# The finest/exotic/mad, single (preferred) or multiple cell flashlights..pics please!



## Hodsta (Aug 17, 2007)

I'd like to discover something new, that I have never seen before, that amazes me and maybe that I can aspire to own one day.

This thread is going out to all those CPFers with hidden gems in thier collections, either rare customs or intriguing mods, one offs and rareities, old and new, LED or Incan (or even HID for that matter). They need't cost the earth to qualify just be well.........different.

I own some Fenix and SF lights, and they're great, nuff said, but the aim of this thread is not to discuss widely available lights, as a wealth of info already exist out there in CPF land, but bring some of the more obscure items out into the light.

I'm excited already..............


----------



## Long John (Aug 17, 2007)

*Re: The finest exotic single cell flashlights....post your pics!*

For sure not the finest, but indeed obscure and perhaps the furthest throwing Led-light:

https://www.candlepowerforums.com/threads/159372

Best regards

_____
Tom


----------



## Hodsta (Aug 17, 2007)

*Re: The finest exotic single cell flashlights....post your pics!*

Awesome work LJ and thanks for kicking this thread off in good style. Is that your EDC?:laughing:


----------



## greenLED (Aug 17, 2007)

*Re: The finest exotic single cell flashlights....post your pics!*

Can't help but brag about this little beauty:







A very special gift from Larry. :bow: :bow:


----------



## Hodsta (Aug 18, 2007)

*Re: The finest exotic single cell flashlights....post your pics!*

Come on CPF wake up  - you ain't all carrying stock MiniMags surely???

Here're a couple more to bump this up to the top.

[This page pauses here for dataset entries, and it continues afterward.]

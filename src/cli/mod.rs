//! CLI command definitions and parsing
use clap::{Args, Parser, Subcommand};
use std::path::PathBuf;

#[derive(Parser, Debug)]
#[command(
    name = "reviewscope",
    version,
    author = "neur0map",
    about = "Google Maps review intelligence for brands and places",
    long_about = "Reviewscope finds a brand's listings on Google Maps, scrapes their reviews through \
                  asynchronous scraping jobs, optionally enriches them with AI analysis, and reports \
                  rating distributions, sentiment and recurring keywords."
)]
pub struct Cli {
    /// Global config file path (defaults to ~/.config/reviewscope/config.toml)
    #[arg(short, long, global = true, value_name = "FILE")]
    pub config: Option<PathBuf>,

    /// Enable verbose logging
    #[arg(short, long, global = true)]
    pub verbose: bool,

    #[command(subcommand)]
    pub command: Commands,
}

#[derive(Subcommand, Debug)]
pub enum Commands {
    /// Search a brand's listings and scrape their reviews
    Brand {
        /// Brand or business name to search for
        name: String,

        /// City or area appended to the search (e.g., "Milano")
        #[arg(short, long)]
        location: Option<String>,

        /// Maximum number of listings to keep
        #[arg(short = 'm', long)]
        max_places: Option<u32>,

        /// Discovery mode: "balanced" or "aggressive"
        #[arg(long)]
        mode: Option<String>,

        /// Ignore permanently closed listings
        #[arg(long)]
        skip_closed: bool,

        #[command(flatten)]
        run: RunArgs,
    },

    /// Scrape reviews for pasted Google Maps place URLs
    Urls {
        /// Place URLs or place ids, one per argument
        urls: Vec<String>,

        /// Read additional URLs from a file, one per line
        #[arg(short, long, value_name = "FILE")]
        file: Option<PathBuf>,

        #[command(flatten)]
        run: RunArgs,
    },

    /// Browse saved runs
    History {
        #[command(subcommand)]
        action: HistoryAction,
    },

    /// Configuration management
    Config {
        #[command(subcommand)]
        action: ConfigAction,
    },
}

/// Options shared by every scraping command
#[derive(Args, Debug, Clone, Default)]
pub struct RunArgs {
    /// Maximum reviews scraped per place
    #[arg(long)]
    pub max_reviews: Option<u32>,

    /// Enrich places with AI analysis (needs the analysis API key)
    #[arg(long)]
    pub ai: bool,

    /// Send every text review to the analysis service
    #[arg(long)]
    pub no_sampling: bool,

    /// Comma-separated positions of discovered places to scrape (e.g., "0,2,5")
    #[arg(short, long, value_delimiter = ',')]
    pub select: Option<Vec<usize>>,

    /// Write the run artifact as JSON
    #[arg(short, long, value_name = "FILE")]
    pub output: Option<PathBuf>,

    /// Do not save the run to history
    #[arg(long)]
    pub no_history: bool,

    /// Profile to use (e.g., "presale", "full")
    #[arg(short, long)]
    pub profile: Option<String>,
}

#[derive(Subcommand, Debug)]
pub enum HistoryAction {
    /// List saved runs, newest first
    List,

    /// Show the summary of a saved run
    Show {
        /// Run id
        id: String,
    },

    /// Write a saved run as JSON
    Export {
        /// Run id
        id: String,

        /// Destination file
        output: PathBuf,
    },

    /// Delete a saved run
    Delete {
        /// Run id
        id: String,
    },

    /// Delete every saved run
    Clear,
}

#[derive(Subcommand, Debug)]
pub enum ConfigAction {
    /// Show current configuration
    Show,

    /// Validate configuration file
    Validate {
        /// Path to config file (defaults to standard location)
        #[arg(short, long)]
        file: Option<PathBuf>,
    },

    /// Initialize default configuration
    Init {
        /// Force overwrite existing config
        #[arg(short, long)]
        force: bool,
    },
}

impl Cli {
    /// Parse CLI arguments from command line
    pub fn parse_args() -> Self {
        Self::parse()
    }
}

McG AlTiN TiS27C - I think there are maybe another couple like this out there (thanks Ghostreaction).






........and here's a few more which are not really rare.....but hey, I like the photo (Mule lying down, mounted by TiPD-S non Mizer with TiPD-S Mizer bringing up the rear)






Tks Don, Groundhog, Goatee.


----------



## greenLED (Aug 18, 2007)

*Re: The finest exotic single cell flashlights....post your pics!*

Hey, I like that lanyard!  Nice to see in in service.


----------



## Hodsta (Aug 18, 2007)

*Re: The finest exotic single cell flashlights....post your pics!*

Yeah you know, just a little something I knocked up when I was bored!! 

Thanks GreenLED, that lanyard was attached within moments of opening the package you sent, the other one is on my Orb NS Wee and the other on an NS Raw. They are magic!

Nice post btw - care to give us some background on Larry's gift?


----------



## Kiessling (Aug 18, 2007)

*Re: The finest exotic single cell flashlights....post your pics!*

OK ... I love picture threads. I will bite.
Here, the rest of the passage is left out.